Exercise aim
Transcribe exactly the lines that fall between the one holding "Environment variables take" and the one holding "HTTP server settings.", inclusive, from the entries below.
※ ※ ※
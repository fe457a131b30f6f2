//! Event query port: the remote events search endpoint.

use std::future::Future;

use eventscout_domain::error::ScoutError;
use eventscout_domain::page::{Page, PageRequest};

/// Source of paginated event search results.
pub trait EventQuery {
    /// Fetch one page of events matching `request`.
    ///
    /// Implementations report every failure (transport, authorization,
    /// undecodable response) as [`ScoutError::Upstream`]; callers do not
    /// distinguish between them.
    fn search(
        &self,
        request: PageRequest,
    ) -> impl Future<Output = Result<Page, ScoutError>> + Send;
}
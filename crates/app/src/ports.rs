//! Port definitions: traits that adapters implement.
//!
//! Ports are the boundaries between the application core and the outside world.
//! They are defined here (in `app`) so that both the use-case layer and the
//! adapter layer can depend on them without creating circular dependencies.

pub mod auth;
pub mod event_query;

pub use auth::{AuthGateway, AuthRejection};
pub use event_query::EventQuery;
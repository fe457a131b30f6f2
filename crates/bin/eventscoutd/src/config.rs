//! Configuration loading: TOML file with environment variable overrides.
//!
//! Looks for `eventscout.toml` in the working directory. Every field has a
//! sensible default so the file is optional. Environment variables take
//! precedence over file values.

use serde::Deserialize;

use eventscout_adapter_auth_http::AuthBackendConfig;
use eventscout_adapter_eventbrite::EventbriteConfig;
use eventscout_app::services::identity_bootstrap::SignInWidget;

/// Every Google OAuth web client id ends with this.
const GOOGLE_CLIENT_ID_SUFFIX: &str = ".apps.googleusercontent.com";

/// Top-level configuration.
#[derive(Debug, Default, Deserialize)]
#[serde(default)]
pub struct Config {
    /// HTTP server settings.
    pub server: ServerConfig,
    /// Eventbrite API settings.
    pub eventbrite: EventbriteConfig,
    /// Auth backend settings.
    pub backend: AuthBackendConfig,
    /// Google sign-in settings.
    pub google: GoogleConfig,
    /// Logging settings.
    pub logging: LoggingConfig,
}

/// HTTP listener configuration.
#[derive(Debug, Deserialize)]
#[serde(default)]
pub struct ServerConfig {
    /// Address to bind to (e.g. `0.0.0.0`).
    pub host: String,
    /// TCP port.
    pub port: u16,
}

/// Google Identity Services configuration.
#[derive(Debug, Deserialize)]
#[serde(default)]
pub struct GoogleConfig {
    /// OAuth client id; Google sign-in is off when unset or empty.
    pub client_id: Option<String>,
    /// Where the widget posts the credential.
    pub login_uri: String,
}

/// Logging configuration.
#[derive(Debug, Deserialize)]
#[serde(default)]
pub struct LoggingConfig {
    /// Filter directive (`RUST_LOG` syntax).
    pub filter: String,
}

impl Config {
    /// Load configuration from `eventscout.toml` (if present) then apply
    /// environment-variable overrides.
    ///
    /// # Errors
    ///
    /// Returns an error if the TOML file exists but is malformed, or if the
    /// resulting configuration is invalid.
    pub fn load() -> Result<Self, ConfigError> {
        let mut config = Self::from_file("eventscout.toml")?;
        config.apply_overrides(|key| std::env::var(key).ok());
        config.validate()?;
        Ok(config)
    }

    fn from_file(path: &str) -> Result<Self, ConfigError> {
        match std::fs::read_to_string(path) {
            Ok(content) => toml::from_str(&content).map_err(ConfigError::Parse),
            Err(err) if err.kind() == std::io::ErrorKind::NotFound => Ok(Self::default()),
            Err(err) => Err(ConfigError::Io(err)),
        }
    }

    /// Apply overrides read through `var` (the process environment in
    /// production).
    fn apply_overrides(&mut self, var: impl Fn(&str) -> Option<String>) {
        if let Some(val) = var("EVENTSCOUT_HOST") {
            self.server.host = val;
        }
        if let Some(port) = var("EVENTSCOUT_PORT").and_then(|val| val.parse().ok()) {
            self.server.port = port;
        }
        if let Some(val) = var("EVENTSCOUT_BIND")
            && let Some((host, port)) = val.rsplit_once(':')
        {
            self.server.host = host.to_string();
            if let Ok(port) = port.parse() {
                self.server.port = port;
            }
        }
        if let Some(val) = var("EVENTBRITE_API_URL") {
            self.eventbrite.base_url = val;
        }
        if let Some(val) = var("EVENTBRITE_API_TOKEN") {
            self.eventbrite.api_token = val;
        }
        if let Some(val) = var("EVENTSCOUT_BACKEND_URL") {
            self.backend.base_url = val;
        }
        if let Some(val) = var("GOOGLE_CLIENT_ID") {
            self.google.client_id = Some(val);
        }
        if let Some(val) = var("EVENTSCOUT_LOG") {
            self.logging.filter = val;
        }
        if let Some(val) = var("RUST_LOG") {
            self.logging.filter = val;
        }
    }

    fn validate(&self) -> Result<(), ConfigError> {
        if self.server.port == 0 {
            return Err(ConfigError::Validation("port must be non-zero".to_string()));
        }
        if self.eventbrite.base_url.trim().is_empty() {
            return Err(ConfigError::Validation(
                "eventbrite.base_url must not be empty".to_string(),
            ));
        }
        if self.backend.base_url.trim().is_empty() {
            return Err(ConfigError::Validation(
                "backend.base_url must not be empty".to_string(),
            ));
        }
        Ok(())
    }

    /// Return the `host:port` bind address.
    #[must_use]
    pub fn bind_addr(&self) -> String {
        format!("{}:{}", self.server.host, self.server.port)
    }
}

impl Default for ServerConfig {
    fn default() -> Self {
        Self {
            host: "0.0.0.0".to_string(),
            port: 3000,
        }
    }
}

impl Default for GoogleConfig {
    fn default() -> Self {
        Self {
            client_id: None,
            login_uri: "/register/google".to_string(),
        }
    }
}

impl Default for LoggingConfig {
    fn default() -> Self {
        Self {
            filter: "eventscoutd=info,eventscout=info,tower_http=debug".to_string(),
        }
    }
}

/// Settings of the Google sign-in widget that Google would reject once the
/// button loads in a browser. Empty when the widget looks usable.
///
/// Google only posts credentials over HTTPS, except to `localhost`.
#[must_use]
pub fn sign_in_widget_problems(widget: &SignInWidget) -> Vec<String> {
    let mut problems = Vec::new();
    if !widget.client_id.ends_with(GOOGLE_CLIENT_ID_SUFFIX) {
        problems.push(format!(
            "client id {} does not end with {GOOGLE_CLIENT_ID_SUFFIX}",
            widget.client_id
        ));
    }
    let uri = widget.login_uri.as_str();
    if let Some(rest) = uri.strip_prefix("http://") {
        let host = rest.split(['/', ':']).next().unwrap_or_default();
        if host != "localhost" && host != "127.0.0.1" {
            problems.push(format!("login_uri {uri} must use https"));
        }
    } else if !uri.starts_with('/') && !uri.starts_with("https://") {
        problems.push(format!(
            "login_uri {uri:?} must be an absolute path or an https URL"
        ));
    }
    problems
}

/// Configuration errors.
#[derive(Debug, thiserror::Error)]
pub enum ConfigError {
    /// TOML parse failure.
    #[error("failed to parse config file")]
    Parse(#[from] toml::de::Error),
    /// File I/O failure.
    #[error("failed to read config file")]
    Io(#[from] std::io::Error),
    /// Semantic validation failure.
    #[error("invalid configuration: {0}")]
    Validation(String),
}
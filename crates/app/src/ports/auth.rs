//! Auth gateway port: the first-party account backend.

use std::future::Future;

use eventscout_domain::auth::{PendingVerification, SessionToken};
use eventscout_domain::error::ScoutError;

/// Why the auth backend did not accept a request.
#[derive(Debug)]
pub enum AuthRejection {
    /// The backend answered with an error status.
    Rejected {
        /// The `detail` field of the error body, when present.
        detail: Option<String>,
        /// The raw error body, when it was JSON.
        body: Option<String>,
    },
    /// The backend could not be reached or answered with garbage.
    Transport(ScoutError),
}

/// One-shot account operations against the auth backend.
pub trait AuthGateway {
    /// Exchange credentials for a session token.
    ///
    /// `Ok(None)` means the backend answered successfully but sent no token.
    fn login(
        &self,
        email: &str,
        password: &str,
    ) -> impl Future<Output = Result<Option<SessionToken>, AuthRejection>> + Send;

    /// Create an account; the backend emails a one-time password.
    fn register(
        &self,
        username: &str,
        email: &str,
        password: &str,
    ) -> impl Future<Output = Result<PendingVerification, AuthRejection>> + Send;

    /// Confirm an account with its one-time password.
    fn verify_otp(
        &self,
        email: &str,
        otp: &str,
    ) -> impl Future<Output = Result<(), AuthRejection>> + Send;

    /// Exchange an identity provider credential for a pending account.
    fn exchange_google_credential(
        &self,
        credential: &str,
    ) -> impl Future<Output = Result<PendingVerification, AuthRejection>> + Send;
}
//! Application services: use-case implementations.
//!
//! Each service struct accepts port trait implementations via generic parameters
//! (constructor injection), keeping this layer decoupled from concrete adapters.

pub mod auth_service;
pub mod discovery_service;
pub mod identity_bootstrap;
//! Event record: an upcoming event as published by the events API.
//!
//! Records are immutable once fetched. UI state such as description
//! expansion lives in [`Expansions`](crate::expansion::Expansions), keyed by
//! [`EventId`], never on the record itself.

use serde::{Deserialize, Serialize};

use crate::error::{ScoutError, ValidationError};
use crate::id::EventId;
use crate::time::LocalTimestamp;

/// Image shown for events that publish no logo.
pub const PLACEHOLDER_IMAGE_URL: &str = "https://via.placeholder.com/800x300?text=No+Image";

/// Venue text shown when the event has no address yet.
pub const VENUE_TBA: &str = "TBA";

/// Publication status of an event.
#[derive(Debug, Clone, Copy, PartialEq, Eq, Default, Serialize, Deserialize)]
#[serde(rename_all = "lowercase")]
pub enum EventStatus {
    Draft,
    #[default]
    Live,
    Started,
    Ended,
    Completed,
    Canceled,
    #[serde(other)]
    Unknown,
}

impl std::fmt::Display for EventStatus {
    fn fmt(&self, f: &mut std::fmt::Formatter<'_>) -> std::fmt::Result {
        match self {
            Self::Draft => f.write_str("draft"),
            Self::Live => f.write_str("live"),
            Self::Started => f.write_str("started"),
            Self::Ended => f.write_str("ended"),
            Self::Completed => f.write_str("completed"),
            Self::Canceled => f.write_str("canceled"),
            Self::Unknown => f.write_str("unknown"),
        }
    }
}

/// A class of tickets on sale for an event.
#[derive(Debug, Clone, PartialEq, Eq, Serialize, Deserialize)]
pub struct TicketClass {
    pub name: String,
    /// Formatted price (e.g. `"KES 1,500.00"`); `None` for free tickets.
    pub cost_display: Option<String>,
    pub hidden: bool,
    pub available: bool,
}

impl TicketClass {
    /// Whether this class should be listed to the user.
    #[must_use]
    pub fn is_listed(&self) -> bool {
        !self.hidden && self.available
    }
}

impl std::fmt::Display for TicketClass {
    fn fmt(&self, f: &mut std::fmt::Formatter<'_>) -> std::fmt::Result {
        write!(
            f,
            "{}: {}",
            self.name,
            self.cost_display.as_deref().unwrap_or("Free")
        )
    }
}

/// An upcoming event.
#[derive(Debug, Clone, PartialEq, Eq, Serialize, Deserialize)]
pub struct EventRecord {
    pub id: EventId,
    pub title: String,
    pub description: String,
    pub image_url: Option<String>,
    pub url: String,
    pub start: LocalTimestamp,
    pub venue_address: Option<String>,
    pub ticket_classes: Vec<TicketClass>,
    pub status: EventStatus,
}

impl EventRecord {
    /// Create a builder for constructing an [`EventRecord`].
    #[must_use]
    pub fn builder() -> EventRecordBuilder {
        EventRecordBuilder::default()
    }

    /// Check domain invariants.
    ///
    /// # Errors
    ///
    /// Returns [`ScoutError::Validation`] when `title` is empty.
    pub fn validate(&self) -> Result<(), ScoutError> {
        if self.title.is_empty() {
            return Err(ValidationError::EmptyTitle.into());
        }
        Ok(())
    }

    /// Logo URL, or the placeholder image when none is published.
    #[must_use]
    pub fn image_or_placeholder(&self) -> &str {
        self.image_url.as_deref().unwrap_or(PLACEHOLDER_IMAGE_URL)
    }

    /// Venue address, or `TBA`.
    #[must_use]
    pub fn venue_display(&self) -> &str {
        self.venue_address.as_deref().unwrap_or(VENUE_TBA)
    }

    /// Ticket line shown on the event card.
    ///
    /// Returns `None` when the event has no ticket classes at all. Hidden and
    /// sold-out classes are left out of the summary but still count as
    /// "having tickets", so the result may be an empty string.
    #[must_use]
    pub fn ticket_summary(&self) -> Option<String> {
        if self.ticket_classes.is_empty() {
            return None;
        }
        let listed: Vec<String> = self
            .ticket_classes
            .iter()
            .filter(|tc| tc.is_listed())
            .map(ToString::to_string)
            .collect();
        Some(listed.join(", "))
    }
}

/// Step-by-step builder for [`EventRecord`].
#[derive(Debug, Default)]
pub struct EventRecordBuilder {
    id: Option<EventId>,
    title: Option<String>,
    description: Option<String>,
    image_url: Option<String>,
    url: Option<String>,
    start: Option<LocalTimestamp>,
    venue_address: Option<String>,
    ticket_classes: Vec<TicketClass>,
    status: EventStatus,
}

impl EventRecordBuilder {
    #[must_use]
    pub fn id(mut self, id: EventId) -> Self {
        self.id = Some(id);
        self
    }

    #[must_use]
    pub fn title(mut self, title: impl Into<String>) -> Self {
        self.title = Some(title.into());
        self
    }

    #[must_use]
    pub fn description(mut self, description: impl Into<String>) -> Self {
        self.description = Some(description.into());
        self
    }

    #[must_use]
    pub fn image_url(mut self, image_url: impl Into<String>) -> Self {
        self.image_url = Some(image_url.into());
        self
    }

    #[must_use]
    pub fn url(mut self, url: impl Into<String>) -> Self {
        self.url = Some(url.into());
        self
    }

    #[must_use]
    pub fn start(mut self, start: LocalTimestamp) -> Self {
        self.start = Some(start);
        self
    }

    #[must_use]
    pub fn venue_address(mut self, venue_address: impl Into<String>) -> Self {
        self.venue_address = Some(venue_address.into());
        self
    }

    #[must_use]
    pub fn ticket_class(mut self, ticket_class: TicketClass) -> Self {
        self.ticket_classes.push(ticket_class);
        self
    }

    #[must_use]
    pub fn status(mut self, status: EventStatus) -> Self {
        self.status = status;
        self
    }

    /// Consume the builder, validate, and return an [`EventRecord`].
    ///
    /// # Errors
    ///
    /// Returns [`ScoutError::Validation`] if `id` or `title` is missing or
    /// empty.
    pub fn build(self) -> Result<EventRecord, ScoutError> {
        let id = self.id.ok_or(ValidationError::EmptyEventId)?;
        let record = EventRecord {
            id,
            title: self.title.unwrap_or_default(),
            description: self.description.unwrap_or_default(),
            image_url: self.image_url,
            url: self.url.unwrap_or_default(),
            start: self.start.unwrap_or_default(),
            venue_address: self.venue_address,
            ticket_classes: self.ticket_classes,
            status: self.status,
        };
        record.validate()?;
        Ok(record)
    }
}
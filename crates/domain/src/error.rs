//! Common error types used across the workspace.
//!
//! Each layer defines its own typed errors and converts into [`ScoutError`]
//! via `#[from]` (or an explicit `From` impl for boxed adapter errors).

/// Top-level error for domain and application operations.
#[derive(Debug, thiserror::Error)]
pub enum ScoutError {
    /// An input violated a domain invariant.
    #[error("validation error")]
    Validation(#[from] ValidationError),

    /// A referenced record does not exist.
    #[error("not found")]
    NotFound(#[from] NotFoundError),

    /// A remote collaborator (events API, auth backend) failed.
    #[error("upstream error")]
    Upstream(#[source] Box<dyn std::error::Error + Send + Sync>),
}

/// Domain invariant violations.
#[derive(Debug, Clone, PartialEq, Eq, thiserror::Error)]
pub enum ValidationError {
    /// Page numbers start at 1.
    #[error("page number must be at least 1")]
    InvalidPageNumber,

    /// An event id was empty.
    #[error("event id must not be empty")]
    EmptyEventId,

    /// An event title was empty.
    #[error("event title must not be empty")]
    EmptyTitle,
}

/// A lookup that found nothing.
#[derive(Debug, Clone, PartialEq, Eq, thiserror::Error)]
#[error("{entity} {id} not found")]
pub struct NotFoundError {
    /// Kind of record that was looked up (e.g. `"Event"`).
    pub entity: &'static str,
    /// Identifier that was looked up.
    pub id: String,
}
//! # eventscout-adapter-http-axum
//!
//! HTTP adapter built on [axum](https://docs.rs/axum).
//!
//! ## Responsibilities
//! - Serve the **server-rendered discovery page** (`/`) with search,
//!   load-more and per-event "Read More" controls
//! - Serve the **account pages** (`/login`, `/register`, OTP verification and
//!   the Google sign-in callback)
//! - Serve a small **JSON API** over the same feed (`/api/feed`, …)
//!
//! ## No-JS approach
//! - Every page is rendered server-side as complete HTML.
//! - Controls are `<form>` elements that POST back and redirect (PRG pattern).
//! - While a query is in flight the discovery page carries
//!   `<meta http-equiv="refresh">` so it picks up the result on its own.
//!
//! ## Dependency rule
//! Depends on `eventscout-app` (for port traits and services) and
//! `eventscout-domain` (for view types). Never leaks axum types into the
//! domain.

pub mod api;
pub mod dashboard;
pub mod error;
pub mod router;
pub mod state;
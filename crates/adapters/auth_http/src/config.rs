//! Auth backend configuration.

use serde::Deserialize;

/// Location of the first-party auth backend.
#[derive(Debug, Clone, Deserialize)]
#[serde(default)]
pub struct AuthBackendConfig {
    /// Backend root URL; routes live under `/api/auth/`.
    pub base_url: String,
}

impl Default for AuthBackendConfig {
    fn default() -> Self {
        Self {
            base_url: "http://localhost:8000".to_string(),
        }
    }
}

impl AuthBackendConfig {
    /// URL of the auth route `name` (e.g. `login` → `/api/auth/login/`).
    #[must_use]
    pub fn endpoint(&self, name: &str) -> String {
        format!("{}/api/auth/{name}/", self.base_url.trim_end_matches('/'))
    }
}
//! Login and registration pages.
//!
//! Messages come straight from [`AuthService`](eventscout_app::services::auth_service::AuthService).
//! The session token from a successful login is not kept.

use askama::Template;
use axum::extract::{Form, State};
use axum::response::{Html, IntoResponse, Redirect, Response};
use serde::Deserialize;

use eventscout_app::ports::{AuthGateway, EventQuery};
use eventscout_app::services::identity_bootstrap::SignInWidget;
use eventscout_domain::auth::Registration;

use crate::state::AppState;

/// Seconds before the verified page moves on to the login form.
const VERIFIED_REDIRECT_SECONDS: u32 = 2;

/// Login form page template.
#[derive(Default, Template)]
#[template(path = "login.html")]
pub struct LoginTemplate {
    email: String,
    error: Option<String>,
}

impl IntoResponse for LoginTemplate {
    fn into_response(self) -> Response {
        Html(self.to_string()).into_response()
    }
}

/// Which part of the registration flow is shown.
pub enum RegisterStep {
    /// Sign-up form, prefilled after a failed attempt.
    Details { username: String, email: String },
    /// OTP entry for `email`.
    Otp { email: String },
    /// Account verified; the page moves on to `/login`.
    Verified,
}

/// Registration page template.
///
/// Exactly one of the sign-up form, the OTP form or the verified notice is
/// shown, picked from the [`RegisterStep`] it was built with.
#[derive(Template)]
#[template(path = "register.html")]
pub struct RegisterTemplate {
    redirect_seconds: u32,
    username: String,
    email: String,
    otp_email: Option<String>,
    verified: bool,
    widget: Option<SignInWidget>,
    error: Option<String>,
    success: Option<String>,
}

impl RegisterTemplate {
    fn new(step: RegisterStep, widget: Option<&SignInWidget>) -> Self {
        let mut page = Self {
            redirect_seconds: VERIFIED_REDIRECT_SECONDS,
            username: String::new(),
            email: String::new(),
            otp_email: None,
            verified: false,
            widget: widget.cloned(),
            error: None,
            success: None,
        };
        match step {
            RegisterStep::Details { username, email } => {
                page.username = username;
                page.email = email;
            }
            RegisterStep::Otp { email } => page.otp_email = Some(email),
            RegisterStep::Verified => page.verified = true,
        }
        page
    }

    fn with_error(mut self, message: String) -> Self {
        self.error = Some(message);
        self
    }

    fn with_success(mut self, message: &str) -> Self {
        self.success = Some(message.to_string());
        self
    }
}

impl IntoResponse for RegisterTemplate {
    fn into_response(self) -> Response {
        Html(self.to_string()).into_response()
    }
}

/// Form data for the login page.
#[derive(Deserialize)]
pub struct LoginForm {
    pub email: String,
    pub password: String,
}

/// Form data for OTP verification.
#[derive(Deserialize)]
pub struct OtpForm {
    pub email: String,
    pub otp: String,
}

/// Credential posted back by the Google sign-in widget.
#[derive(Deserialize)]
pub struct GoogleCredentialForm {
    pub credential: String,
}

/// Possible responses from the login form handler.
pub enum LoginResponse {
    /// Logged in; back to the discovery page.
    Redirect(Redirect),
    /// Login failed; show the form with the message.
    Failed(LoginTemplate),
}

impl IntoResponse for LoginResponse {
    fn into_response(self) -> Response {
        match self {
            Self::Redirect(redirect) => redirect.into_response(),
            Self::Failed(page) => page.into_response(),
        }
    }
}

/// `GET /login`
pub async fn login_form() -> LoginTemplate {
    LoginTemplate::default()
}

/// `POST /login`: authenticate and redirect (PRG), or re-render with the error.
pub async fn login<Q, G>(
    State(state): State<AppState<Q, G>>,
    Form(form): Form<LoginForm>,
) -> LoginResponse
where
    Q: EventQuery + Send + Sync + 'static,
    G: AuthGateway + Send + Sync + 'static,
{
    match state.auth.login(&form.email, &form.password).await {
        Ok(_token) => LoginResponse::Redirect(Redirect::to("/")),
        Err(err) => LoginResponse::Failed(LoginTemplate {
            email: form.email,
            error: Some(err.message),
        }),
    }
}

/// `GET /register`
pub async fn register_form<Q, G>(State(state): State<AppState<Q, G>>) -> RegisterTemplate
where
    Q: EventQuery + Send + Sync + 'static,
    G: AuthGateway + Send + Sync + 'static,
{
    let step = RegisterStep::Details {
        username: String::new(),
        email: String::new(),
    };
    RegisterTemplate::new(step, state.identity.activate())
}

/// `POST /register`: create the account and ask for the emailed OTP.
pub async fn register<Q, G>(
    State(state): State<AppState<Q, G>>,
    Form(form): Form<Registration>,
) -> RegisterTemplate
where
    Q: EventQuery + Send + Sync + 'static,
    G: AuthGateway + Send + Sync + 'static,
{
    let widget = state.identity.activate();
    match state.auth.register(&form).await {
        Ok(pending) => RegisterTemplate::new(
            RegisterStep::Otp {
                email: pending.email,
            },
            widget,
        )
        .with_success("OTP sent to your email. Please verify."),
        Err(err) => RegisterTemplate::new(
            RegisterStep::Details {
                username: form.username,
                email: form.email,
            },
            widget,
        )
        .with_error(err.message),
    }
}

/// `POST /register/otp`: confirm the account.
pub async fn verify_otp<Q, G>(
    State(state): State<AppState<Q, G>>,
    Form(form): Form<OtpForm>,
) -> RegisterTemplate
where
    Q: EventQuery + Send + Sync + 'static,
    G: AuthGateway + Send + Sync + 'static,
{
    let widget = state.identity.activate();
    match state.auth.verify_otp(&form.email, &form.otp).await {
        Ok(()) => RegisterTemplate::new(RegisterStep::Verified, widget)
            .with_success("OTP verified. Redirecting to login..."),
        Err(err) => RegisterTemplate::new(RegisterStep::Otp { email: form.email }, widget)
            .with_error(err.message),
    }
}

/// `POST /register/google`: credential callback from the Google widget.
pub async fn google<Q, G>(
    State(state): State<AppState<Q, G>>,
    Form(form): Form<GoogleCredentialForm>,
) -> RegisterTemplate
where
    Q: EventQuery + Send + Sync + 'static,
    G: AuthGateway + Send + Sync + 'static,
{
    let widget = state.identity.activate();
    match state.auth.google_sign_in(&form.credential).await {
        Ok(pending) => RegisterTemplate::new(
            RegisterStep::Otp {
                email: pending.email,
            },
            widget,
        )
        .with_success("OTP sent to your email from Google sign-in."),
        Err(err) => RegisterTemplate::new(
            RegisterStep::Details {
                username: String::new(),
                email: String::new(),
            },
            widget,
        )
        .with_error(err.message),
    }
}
※ ※ ※
Task output
//! sensible default so the file is optional. Environment variables take
//! precedence over file values.

use serde::Deserialize;

use eventscout_adapter_auth_http::AuthBackendConfig;
use eventscout_adapter_eventbrite::EventbriteConfig;
use eventscout_app::services::identity_bootstrap::SignInWidget;

/// Every Google OAuth web client id ends with this.
const GOOGLE_CLIENT_ID_SUFFIX: &str = ".apps.googleusercontent.com";

/// Top-level configuration.
#[derive(Debug, Default, Deserialize)]
#[serde(default)]
pub struct Config {
    /// HTTP server settings.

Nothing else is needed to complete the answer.